• [Aim of the task] Copying exactly, give the lines in the material below from the one with "never a success." to the one with "the last week.", ends included, and nothing besides.
========================================
//! Per-address statistics.
//!
//! Every stored address carries statistics about our history with it: when
//! we last tried it, when we last succeeded, and how often we failed. The
//! aging predicate [`AddrInfo::is_terrible`] and the selection weight
//! [`AddrInfo::chance`] are both pure functions of these statistics.

use std::io;

use bitcoin::consensus::encode::{self, Decodable, Encodable};

use crate::asmap::Asmap;
use crate::buckets::{self, Key};
use crate::net::{Address, NetAddr};
use crate::time::LocalTime;

/// How old an advertised address can maximally be, in days.
pub const HORIZON_DAYS: u64 = 30;
/// After how many failed attempts we give up on an address that never
/// connected.
pub const RETRIES: u32 = 3;
/// How many successive failures are allowed...
pub const MAX_FAILURES: u32 = 10;
/// ...in at least this many days.
pub const MIN_FAIL_DAYS: u64 = 7;

const SECONDS_PER_DAY: u64 = 24 * 60 * 60;

/// A stored address, with statistics.
#[derive(Debug, Clone, PartialEq, Eq)]
pub struct AddrInfo {
    /// The address itself, with its advertised services and time.
    pub addr: Address,
    /// Where knowledge about this address first came from.
    pub source: NetAddr,
    /// Last time we tried connecting, successful or not. Zero if never.
    pub last_try: u64,
    /// Last successful connection. Zero if never.
    pub last_success: u64,
    /// Connection attempts since the last successful one.
    pub attempts: u32,

    /// Last attempt that was counted towards `attempts`.
    pub(crate) last_counted_attempt: u64,
    /// Number of new-table slots referencing this record. Zero iff the
    /// record is in the tried table.
    pub(crate) ref_count: u32,
    /// Whether the record is in the tried table.
    pub(crate) in_tried: bool,
    /// Position in the random-order vector.
    pub(crate) random_pos: usize,
}

impl AddrInfo {
    /// Create a record for a newly learned address.
    pub fn new(addr: Address, source: NetAddr) -> Self {
        Self {
            addr,
            source,
            last_try: 0,
            last_success: 0,
            last_counted_attempt: 0,
            attempts: 0,
            ref_count: 0,
            in_tried: false,
            random_pos: 0,
        }
    }

    /// Whether the record is in the tried table.
    pub fn is_tried(&self) -> bool {
        self.in_tried
    }

    /// Number of new-table slots referencing this record.
    pub fn ref_count(&self) -> u32 {
        self.ref_count
    }

    /// Whether the statistics are bad enough that the record can just be
    /// dropped when something else wants its slot.
    pub fn is_terrible(&self, now: LocalTime) -> bool {
        let now = now.as_secs();

        // Never remove things tried in the last minute.
        if self.last_try != 0 && self.last_try >= now.saturating_sub(60) {
            return false;
        }
        // The advertised time is from the future: the peer's clock is off,
        // and the value is useless for aging.
        if self.addr.time as u64 > now + 10 * 60 {
            return true;
        }
        // Not seen in recent history.
        if self.addr.time == 0
            || now.saturating_sub(self.addr.time as u64) > HORIZON_DAYS * SECONDS_PER_DAY
        {
            return true;
        }
        // Tried several times and never a success.
        if self.last_success == 0 && self.attempts >= RETRIES {
            return true;
        }
        // Too many failures in the last week.
        if now.saturating_sub(self.last_success) > MIN_FAIL_DAYS * SECONDS_PER_DAY
            && self.attempts >= MAX_FAILURES
        {
            return true;
        }
        false
    }

    /// The relative chance this record should be given when selecting an
    /// address to connect to, in (0, 1].
    pub fn chance(&self, now: LocalTime) -> f64 {
        let since_try = now.as_secs().saturating_sub(self.last_try);
        let mut chance = 1.0;

        // Deprioritize very recent attempts.
        if since_try < 60 * 10 {
            chance *= 0.01;
        }
        // Deprioritize 66% after each failed attempt, with a floor of about
        // 1/28 so that a long outage doesn't bury an address forever.
        chance * 0.66f64.powi(self.attempts.min(8) as i32)
    }

    /// The tried bucket this record belongs to.
    pub fn tried_bucket(&self, key: &Key, asmap: Option<&Asmap>) -> usize {
        buckets::tried_bucket(key, &self.addr.endpoint, asmap)
    }

    /// The new bucket this record belongs to, given a source.
    pub fn new_bucket(&self, key: &Key, source: &NetAddr, asmap: Option<&Asmap>) -> usize {
        buckets::new_bucket(key, &self.addr.endpoint.addr, source, asmap)
    }

    /// The new bucket this record belongs to, based on the source that
    /// first told us about it.
    pub fn primary_new_bucket(&self, key: &Key, asmap: Option<&Asmap>) -> usize {
        buckets::new_bucket(key, &self.addr.endpoint.addr, &self.source, asmap)
    }

    /// The position of this record within a given bucket.
    pub fn bucket_position(&self, key: &Key, new: bool, bucket: usize) -> usize {
        buckets::bucket_position(key, new, bucket, &self.addr.endpoint)
    }

    /// Decode a record in the legacy fixed address encoding used by
    /// database formats 0 through 2.
    pub(crate) fn decode_legacy<R: io::Read + ?Sized>(
        reader: &mut R,
    ) -> Result<Self, encode::Error> {
        let addr = Address::decode_legacy(reader)?;

        let mut source = [0; 16];
        reader.read_exact(&mut source)?;

        Self::decode_stats(addr, NetAddr::decode_legacy(source), reader)
    }

    fn decode_stats<R: io::Read + ?Sized>(
        addr: Address,
        source: NetAddr,
        reader: &mut R,
    ) -> Result<Self, encode::Error> {
        let last_success = i64::consensus_decode(reader)?.max(0) as u64;
        let attempts = i32::consensus_decode(reader)?.max(0) as u32;

        let mut info = Self::new(addr, source);
        info.last_success = last_success;
        info.attempts = attempts;

        Ok(info)
    }
}

impl Encodable for AddrInfo {
    fn consensus_encode<W: io::Write + ?Sized>(&self, writer: &mut W) -> Result<usize, io::Error> {
        let mut len = self.addr.consensus_encode(writer)?;
        len += self.source.consensus_encode(writer)?;
        len += (self.last_success as i64).consensus_encode(writer)?;
        len += (self.attempts as i32).consensus_encode(writer)?;

        Ok(len)
    }
}

impl Decodable for AddrInfo {
    fn consensus_decode<R: io::Read + ?Sized>(reader: &mut R) -> Result<Self, encode::Error> {
        let addr = Address::consensus_decode(reader)?;
        let source = NetAddr::consensus_decode(reader)?;

        Self::decode_stats(addr, source, reader)
    }
}

#[cfg(test)]
mod tests {
    use super::*;
    use crate::net::Endpoint;
    use bitcoin::network::constants::ServiceFlags;
    use std::net::Ipv4Addr;

    fn record(time: u32) -> AddrInfo {
        AddrInfo::new(
            Address::new(
                Endpoint::new(Ipv4Addr::new(33, 44, 55, 66), 8333),
                ServiceFlags::NETWORK,
                time,
            ),
            NetAddr::from(Ipv4Addr::new(1, 2, 3, 4)),
        )
    }

    #[test]
    fn test_terrible() {
        let now = LocalTime::from_secs(500_000_000);
        let fresh = record(now.as_secs() as u32 - 100);

        assert!(!fresh.is_terrible(now));

        // Advertised too far in the future.
        assert!(record(now.as_secs() as u32 + 11 * 60).is_terrible(now));
        // Advertised time unknown.
        assert!(record(0).is_terrible(now));
        // Older than the horizon.
        assert!(record(now.as_secs() as u32 - 31 * 24 * 60 * 60).is_terrible(now));

        // Tried enough times with no success.
        let mut failed = record(now.as_secs() as u32 - 100);
        failed.attempts = RETRIES;
        assert!(failed.is_terrible(now));

        // ..but a recent try shields the record, no matter what.
        failed.last_try = now.as_secs() - 30;
        assert!(!failed.is_terrible(now));

        // Many failures since the last success, over a week ago.
        let mut flaky = record(now.as_secs() as u32 - 100);
        flaky.last_success = now.as_secs() - 8 * 24 * 60 * 60;
        flaky.attempts = MAX_FAILURES;
        assert!(flaky.is_terrible(now));

        flaky.attempts = MAX_FAILURES - 1;
        assert!(!flaky.is_terrible(now));
    }

    #[test]
    fn test_chance() {
        let now = LocalTime::from_secs(500_000_000);
        let mut info = record(now.as_secs() as u32 - 100);

        assert_eq!(info.chance(now), 1.0);

        // A recent attempt crushes the weight.
        info.last_try = now.as_secs() - 60;
        assert_eq!(info.chance(now), 0.01);

        // Each failure compounds, capped at eight.
        info.last_try = now.as_secs() - 3600;
        info.attempts = 2;
        assert_eq!(info.chance(now), 0.66 * 0.66);

        info.attempts = 20;
        assert_eq!(info.chance(now), 0.66f64.powi(8));
    }
}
========================================
• [Answer]
        // Tried several times and never a success.
        if self.last_success == 0 && self.attempts >= RETRIES {
            return true;
        }
        // Too many failures in the last week.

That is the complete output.